- INSTRUCTIONS TO FOLLOW: An exact copy of all entries is the expected answer.

── TASK INPUTS ──

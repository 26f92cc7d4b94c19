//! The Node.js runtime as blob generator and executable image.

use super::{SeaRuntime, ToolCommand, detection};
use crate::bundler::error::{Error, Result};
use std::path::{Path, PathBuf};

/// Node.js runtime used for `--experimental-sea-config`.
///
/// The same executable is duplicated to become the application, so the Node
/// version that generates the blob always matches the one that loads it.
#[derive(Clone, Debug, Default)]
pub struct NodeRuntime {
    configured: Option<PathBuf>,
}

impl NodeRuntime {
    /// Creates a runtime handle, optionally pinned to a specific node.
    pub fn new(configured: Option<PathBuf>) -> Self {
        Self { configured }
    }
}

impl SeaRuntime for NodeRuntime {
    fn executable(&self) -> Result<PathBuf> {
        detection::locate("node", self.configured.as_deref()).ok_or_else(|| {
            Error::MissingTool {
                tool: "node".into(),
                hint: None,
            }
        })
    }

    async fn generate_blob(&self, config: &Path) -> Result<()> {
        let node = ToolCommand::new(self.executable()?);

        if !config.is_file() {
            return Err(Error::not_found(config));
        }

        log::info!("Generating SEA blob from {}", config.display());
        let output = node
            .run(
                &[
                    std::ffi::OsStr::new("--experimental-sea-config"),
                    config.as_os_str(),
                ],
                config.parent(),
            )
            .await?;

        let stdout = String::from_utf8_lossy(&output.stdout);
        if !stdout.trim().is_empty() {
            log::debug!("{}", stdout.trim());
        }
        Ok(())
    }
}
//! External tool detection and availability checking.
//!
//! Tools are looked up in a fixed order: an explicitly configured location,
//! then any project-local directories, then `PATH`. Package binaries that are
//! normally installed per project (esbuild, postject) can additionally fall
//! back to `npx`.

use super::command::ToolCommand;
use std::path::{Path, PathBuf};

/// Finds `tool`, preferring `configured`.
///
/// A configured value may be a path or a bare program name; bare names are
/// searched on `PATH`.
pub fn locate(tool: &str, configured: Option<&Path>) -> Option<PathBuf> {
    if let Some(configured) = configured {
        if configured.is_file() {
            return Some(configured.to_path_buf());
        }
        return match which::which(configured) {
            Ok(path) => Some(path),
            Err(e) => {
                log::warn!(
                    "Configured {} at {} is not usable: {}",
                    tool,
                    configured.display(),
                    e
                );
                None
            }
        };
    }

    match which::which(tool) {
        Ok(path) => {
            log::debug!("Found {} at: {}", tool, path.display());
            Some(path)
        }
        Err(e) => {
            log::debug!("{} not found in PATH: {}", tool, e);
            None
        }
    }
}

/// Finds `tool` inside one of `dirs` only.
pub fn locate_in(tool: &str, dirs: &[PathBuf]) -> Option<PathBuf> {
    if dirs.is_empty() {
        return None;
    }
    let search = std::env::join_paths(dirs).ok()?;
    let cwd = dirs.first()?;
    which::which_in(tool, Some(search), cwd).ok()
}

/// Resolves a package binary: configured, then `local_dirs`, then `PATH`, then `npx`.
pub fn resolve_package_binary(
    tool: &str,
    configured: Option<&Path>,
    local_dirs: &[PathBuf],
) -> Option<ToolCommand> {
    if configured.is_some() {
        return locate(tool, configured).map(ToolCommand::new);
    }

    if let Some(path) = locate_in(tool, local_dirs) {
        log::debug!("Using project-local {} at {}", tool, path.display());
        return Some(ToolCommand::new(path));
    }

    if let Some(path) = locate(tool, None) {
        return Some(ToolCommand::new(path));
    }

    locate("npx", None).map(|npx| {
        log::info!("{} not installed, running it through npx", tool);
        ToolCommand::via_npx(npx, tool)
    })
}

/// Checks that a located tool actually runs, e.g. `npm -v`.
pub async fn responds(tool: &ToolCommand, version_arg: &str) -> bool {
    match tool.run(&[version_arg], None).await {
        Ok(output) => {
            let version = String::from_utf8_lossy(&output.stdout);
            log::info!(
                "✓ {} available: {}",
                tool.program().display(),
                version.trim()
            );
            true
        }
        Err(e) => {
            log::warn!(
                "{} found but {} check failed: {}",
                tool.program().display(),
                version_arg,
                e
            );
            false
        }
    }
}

───

- ANSWER SPACE:
repository 26f92cc7d4b94c19
//! The Node.js runtime as blob generator and executable image.

use super::{SeaRuntime, ToolCommand, detection};
use crate::bundler::error::{Error, Result};
use std::path::{Path, PathBuf};

/// Node.js runtime used for `--experimental-sea-config`.
///
/// The same executable is duplicated to become the application, so the Node
/// version that generates the blob always matches the one that loads it.
#[derive(Clone, Debug, Default)]
pub struct NodeRuntime {
    configured: Option<PathBuf>,
}

impl NodeRuntime {
    /// Creates a runtime handle, optionally pinned to a specific node.
    pub fn new(configured: Option<PathBuf>) -> Self {
        Self { configured }
    }
}

impl SeaRuntime for NodeRuntime {
    fn executable(&self) -> Result<PathBuf> {
        detection::locate("node", self.configured.as_deref()).ok_or_else(|| {
            Error::MissingTool {
                tool: "node".into(),
                hint: None,
            }
        })
    }

    async fn generate_blob(&self, config: &Path) -> Result<()> {
        let node = ToolCommand::new(self.executable()?);

        if !config.is_file() {
            return Err(Error::not_found(config));
        }

        log::info!("Generating SEA blob from {}", config.display());
        let output = node
            .run(
                &[
                    std::ffi::OsStr::new("--experimental-sea-config"),
                    config.as_os_str(),
                ],
                config.parent(),
            )
            .await?;

        let stdout = String::from_utf8_lossy(&output.stdout);
        if !stdout.trim().is_empty() {
            log::debug!("{}", stdout.trim());
        }
        Ok(())
    }
}
//! External tool detection and availability checking.
//!
//! Tools are looked up in a fixed order: an explicitly configured location,
//! then any project-local directories, then `PATH`. Package binaries that are
//! normally installed per project (esbuild, postject) can additionally fall
//! back to `npx`.

use super::command::ToolCommand;
use std::path::{Path, PathBuf};

/// Finds `tool`, preferring `configured`.
///
/// A configured value may be a path or a bare program name; bare names are
/// searched on `PATH`.
pub fn locate(tool: &str, configured: Option<&Path>) -> Option<PathBuf> {
    if let Some(configured) = configured {
        if configured.is_file() {
            return Some(configured.to_path_buf());
        }
        return match which::which(configured) {
            Ok(path) => Some(path),
            Err(e) => {
                log::warn!(
                    "Configured {} at {} is not usable: {}",
                    tool,
                    configured.display(),
                    e
                );
                None
            }
        };
    }

    match which::which(tool) {
        Ok(path) => {
            log::debug!("Found {} at: {}", tool, path.display());
            Some(path)
        }
        Err(e) => {
            log::debug!("{} not found in PATH: {}", tool, e);
            None
        }
    }
}

/// Finds `tool` inside one of `dirs` only.
pub fn locate_in(tool: &str, dirs: &[PathBuf]) -> Option<PathBuf> {
    if dirs.is_empty() {
        return None;
    }
    let search = std::env::join_paths(dirs).ok()?;
    let cwd = dirs.first()?;
    which::which_in(tool, Some(search), cwd).ok()
}

/// Resolves a package binary: configured, then `local_dirs`, then `PATH`, then `npx`.
pub fn resolve_package_binary(
    tool: &str,
    configured: Option<&Path>,
    local_dirs: &[PathBuf],
) -> Option<ToolCommand> {
    if configured.is_some() {
        return locate(tool, configured).map(ToolCommand::new);
    }

    if let Some(path) = locate_in(tool, local_dirs) {
        log::debug!("Using project-local {} at {}", tool, path.display());
        return Some(ToolCommand::new(path));
    }

    if let Some(path) = locate(tool, None) {
        return Some(ToolCommand::new(path));
    }

    locate("npx", None).map(|npx| {
        log::info!("{} not installed, running it through npx", tool);
        ToolCommand::via_npx(npx, tool)
    })
}

/// Checks that a located tool actually runs, e.g. `npm -v`.
pub async fn responds(tool: &ToolCommand, version_arg: &str) -> bool {
    match tool.run(&[version_arg], None).await {
        Ok(output) => {
            let version = String::from_utf8_lossy(&output.stdout);
            log::info!(
                "✓ {} available: {}",
                tool.program().display(),
                version.trim()
            );
            true
        }
        Err(e) => {
            log::warn!(
                "{} found but {} check failed: {}",
                tool.program().display(),
                version_arg,
                e
            );
            false
        }
    }
}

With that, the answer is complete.